--- START ---

use chrono::{DateTime, TimeZone, Utc};
use rust_decimal::Decimal;
use vault_quote_sync::domain::{PageResult, PageToken, ProcessedStatus, QueryRecord, RecordId};

pub fn fixed_now() -> DateTime<Utc> {
    Utc.with_ymd_and_hms(2026, 10, 18, 14, 5, 9).unwrap()
}

pub fn record(id: &str, amount: i64, period: &str) -> QueryRecord {
    QueryRecord {
        id: RecordId::new(id),
        forename: "Sinead".to_string(),
        surname: "O'Neill".to_string(),
        item: "Tractor".to_string(),
        loan_amount: Some(Decimal::from(amount)),
        loan_period: period.to_string(),
        prior_quote_count: None,
    }
}

pub fn page(records: Vec<QueryRecord>, next: Option<&str>, status: ProcessedStatus) -> PageResult {
    PageResult {
        records,
        next_page: next.map(PageToken::new),
        status,
        burst_remaining: Some(1999),
    }
}

/// A healthy page with one record and an optional next-page cursor.
pub fn healthy_page(id: &str, next: Option<&str>) -> PageResult {
    page(
        vec![record(id, 120_000, "12 months")],
        next,
        ProcessedStatus::Success,
    )
}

--- END ---

**The task:** Your answer should be the full set of records, printed exactly.

**Final answer:**
use chrono::{DateTime, TimeZone, Utc};
use rust_decimal::Decimal;
use vault_quote_sync::domain::{PageResult, PageToken, ProcessedStatus, QueryRecord, RecordId};

pub fn fixed_now() -> DateTime<Utc> {
    Utc.with_ymd_and_hms(2026, 10, 18, 14, 5, 9).unwrap()
}

pub fn record(id: &str, amount: i64, period: &str) -> QueryRecord {
    QueryRecord {
        id: RecordId::new(id),
        forename: "Sinead".to_string(),
        surname: "O'Neill".to_string(),
        item: "Tractor".to_string(),
        loan_amount: Some(Decimal::from(amount)),
        loan_period: period.to_string(),
        prior_quote_count: None,
    }
}

pub fn page(records: Vec<QueryRecord>, next: Option<&str>, status: ProcessedStatus) -> PageResult {
    PageResult {
        records,
        next_page: next.map(PageToken::new),
        status,
        burst_remaining: Some(1999),
    }
}

/// A healthy page with one record and an optional next-page cursor.
pub fn healthy_page(id: &str, next: Option<&str>) -> PageResult {
    page(
        vec![record(id, 120_000, "12 months")],
        next,
        ProcessedStatus::Success,
    )
}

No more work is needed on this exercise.